Installing Debian on an Angel 3000C / Clevo M350C

My wife and I recently bought an Angel 3000C laptop. The store claimed that they'd pre-install Linux on it, but they had some trouble. Once they told us the machine was actually a relabelled Clevo M350C, we were able to get things done.

If you want to use RedHat on this machine, there's another site by someone else, though it's sometimes down.

You can contact us at linux at paip dot net if you've got questions or comments. Please include the word "Clevo" in your subject line, or we're likely to miss it. :-p

Specs

Here's what the machine's got installed:

00:00.0 Host bridge: Intel Corp. 82852/855GM Host Bridge (rev 02)
00:00.1 System peripheral: Intel Corp.: Unknown device 3584 (rev 02)
00:00.3 System peripheral: Intel Corp.: Unknown device 3585 (rev 02)
00:02.0 VGA compatible controller: Intel Corp. 82852/855GM Integrated Graphics Device (rev 02)
00:02.1 Display controller: Intel Corp. 82852/855GM Integrated Graphics Device (rev 02)
00:1d.0 USB Controller: Intel Corp. 82801DB USB (Hub #1) (rev 03)
00:1d.1 USB Controller: Intel Corp. 82801DB USB (Hub #2) (rev 03)
00:1d.2 USB Controller: Intel Corp. 82801DB USB (Hub #3) (rev 03)
00:1d.7 USB Controller: Intel Corp. 82801DB USB2 (rev 03)
00:1e.0 PCI bridge: Intel Corp. 82801BAM/CAM PCI Bridge (rev 83)
00:1f.0 ISA bridge: Intel Corp. 82801DBM LPC Interface Controller (rev 03)
00:1f.1 IDE interface: Intel Corp. 82801DBM Ultra ATA Storage Controller (rev 03)
00:1f.5 Multimedia audio controller: Intel Corp. 82801DB AC'97 Audio Controller (rev 03)
00:1f.6 Modem: Intel Corp. 82801DB AC'97 Modem Controller (rev 03)
01:00.0 Ethernet controller: Realtek Semiconductor Co., Ltd.  RTL-8139/8139C/8139C+ (rev 10)
01:02.0 FireWire (IEEE 1394): Texas Instruments TSB43AB21 IEEE-1394a-2000 Controller (PHY/Link)
01:09.0 CardBus bridge: ENE Technology Inc CB1410 Cardbus Controller

Note: we don't have the model with the built-in wireless; we use an Orinoco PCMCIA card for that. We've got 512MB of RAM in the machine, and a DVD-ROM drive (not a writer).
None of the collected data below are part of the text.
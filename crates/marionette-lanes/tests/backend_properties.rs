// Copyright 2025 eraflo
//
// Licensed under the Apache License, Version 2.0 (the "License");
// you may not use this file except in compliance with the License.
// You may obtain a copy of the License at
//
//     http://www.apache.org/licenses/LICENSE-2.0
//
// Unless required by applicable law or agreed to in writing, software
// distributed under the License is distributed on an "AS IS" BASIS,
// WITHOUT WARRANTIES OR CONDITIONS OF ANY KIND, either express or implied.
// See the License for the specific language governing permissions and
// limitations under the License.

//! Property tests for the instance lifecycle and dirty tracking of both backends.

use marionette_core::animation::{AnimationBackend, FlushSlots};
use marionette_core::math::{Quat, Vec3};
use marionette_core::renderer::api::BufferId;
use marionette_lanes::{Backend, BackendKind, Channel, Clip, SimpleBackend, SkeletalBackend};
use proptest::prelude::*;
use std::collections::BTreeSet;

#[derive(Debug, Clone)]
enum Op {
    Add,
    Remove(u32),
}

fn ops() -> impl Strategy<Value = Vec<Op>> {
    prop::collection::vec(
        prop_oneof![3 => Just(Op::Add), 2 => (0u32..64).prop_map(Op::Remove)],
        0..200,
    )
}

fn instance_slots() -> FlushSlots {
    FlushSlots {
        instance: Some(BufferId(1)),
        ..Default::default()
    }
}

proptest! {
    #[test]
    fn count_tracks_adds_minus_removes(ops in ops(), skeletal in any::<bool>()) {
        let kind = if skeletal { BackendKind::Skeletal } else { BackendKind::Simple };
        let backend = Backend::new(kind, 4);
        let mut expected = 0u32;
        for op in ops {
            match op {
                Op::Add => {
                    prop_assert_eq!(backend.add_instance(), expected);
                    expected += 1;
                }
                Op::Remove(i) => {
                    let result = backend.remove_instance(i);
                    if i < expected {
                        let removed = result.unwrap();
                        prop_assert_eq!(removed.swapped_from, expected - 1);
                        prop_assert_eq!(removed.did_swap, i != expected - 1);
                        expected -= 1;
                    } else {
                        prop_assert!(result.is_err());
                    }
                }
            }
            prop_assert_eq!(backend.instance_count(), expected);
            prop_assert!(backend.instance_count() <= backend.max_instances());
        }
    }

    #[test]
    fn swap_remove_moves_last_record(n in 2u32..40, pick in any::<prop::sample::Index>()) {
        let backend = SimpleBackend::with_capacity(8);
        for i in 0..n {
            backend.add_instance();
            backend
                .set_instance_transform(i, Vec3::splat(i as f32), Quat::IDENTITY, Vec3::ONE)
                .unwrap();
        }
        let victim = pick.index(n as usize) as u32;
        let last = backend.instance(n - 1).unwrap();
        backend.remove_instance(victim).unwrap();
        if victim != n - 1 {
            prop_assert_eq!(backend.instance(victim).unwrap(), last);
        }
        prop_assert!(backend.instance(n - 1).is_none());
    }

    #[test]
    fn flush_covers_exactly_the_mutated_slots(
        touched in prop::collection::btree_set(0u32..128, 0..40),
    ) {
        let backend = SimpleBackend::with_capacity(128);
        for _ in 0..128 {
            backend.add_instance();
        }
        backend.flush(&instance_slots());
        backend.staged_write_data();

        for &i in &touched {
            backend
                .set_instance_transform(i, Vec3::X, Quat::IDENTITY, Vec3::ONE)
                .unwrap();
        }
        let emitted = backend.flush(&instance_slots());
        let writes = backend.staged_write_data();
        prop_assert_eq!(emitted, writes.len());

        let mut covered = BTreeSet::new();
        for write in &writes {
            prop_assert_eq!(write.offset % 64, 0);
            prop_assert_eq!(write.data.len() % 64, 0);
            let start = (write.offset / 64) as u32;
            let len = (write.data.len() / 64) as u32;
            for i in start..start + len {
                prop_assert!(covered.insert(i), "slot {} written twice", i);
            }
        }
        prop_assert_eq!(&covered, &touched);

        // runs are maximal: no two writes touch
        let mut ends: Vec<(u64, u64)> =
            writes.iter().map(|w| (w.offset, w.end())).collect();
        ends.sort_unstable();
        for pair in ends.windows(2) {
            prop_assert!(pair[0].1 < pair[1].0);
        }
    }

    #[test]
    fn grow_preserves_records(n in 1u32..16) {
        let backend = SimpleBackend::with_capacity(n);
        for i in 0..n {
            backend.add_instance();
            backend
                .set_instance_transform(i, Vec3::splat(i as f32 + 0.5), Quat::IDENTITY, Vec3::ONE)
                .unwrap();
        }
        let before: Vec<_> = (0..n).map(|i| backend.instance(i).unwrap()).collect();
        backend.grow(2 * n);
        prop_assert!(backend.needs_rebuild());
        prop_assert_eq!(backend.max_instances(), 2 * n);
        let after: Vec<_> = (0..n).map(|i| backend.instance(i).unwrap()).collect();
        prop_assert_eq!(before, after);
        backend.clear_rebuild();
        prop_assert!(!backend.needs_rebuild());
    }
}

#[test]
fn blend_progress_is_monotonic_and_commits() {
    let backend = SkeletalBackend::with_capacity(8);
    for name in ["idle", "run"] {
        backend.add_clip(&Clip {
            name: name.into(),
            duration_ticks: 50.0,
            ticks_per_second: 25.0,
            channels: vec![Channel::default()],
        });
    }
    let index = backend.add_instance();
    backend.clear_rebuild();

    backend.blend_to_animation(index, 1, 1.0).unwrap();
    let mut last = backend.blend_progress(index).unwrap();
    let mut elapsed = 0.0f32;
    while backend.is_blending(index).unwrap() {
        backend.prepare_frame(0.1, None);
        elapsed += 0.1;
        let progress = backend.blend_progress(index).unwrap();
        if backend.is_blending(index).unwrap() {
            assert!(progress >= last, "{progress} < {last}");
            assert!(progress <= 1.0);
            last = progress;
        }
        assert!(elapsed < 2.0, "blend never committed");
    }
    assert!(elapsed >= 1.0 - 1e-4);
    assert_eq!(backend.current_clip(index).unwrap(), 1);
    assert_eq!(backend.blend_progress(index).unwrap(), 0.0);
}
Get yourself a Debian 3.0 install CD. You only need disk 1. We used an ethernet connection to install the packages not on the CD.

Basic Debian Installation

Building and Installing a new kernel

Building a custom kernel will get a bunch of things working, including audio, ethernet and USB. We'll also add some patches (see below).

Building and Installing PCMCIA

X Windows

This is going to be a little tricky. Support for the video card in this laptop was only added to XFree86 version 4.3.x, which isn't even in Debian unstable (at time of writing), but it is in experimental.

Trackpad scroll buttons

If you want the up/down scroll button on the trackpad to work, you need to install a special driver.

Power management

This laptop uses ACPI instead of APM to do power management. We've already compiled the important pieces into the kernel, but we still need the user-lever daemons.

Winmodem

You need special drivers to get the Winmodem to work under Linux.

Leftovers

Using Fn-F6 to switch CRT/LCD output works fine at the LILO prompt, but not once the machine is booted, for some reason. (The machine seems to crash hard.) I don't know why that is. But if you just leave the machine in the state where it outputs to both the LCD and the CRT, it seems to happily stay there, even across reboots. So then just plugging in something to the VGA port will work.

I haven't tested the S-Video Out, but I doubt it'd work; I've never seen that work under Linux.

I think Firewire is the only thing left. Unfortunately, we don't have any Firewire devices to test with. The kernel build, above, compiled Firewire support as modules, so it may very well work, or it may need some more hacking.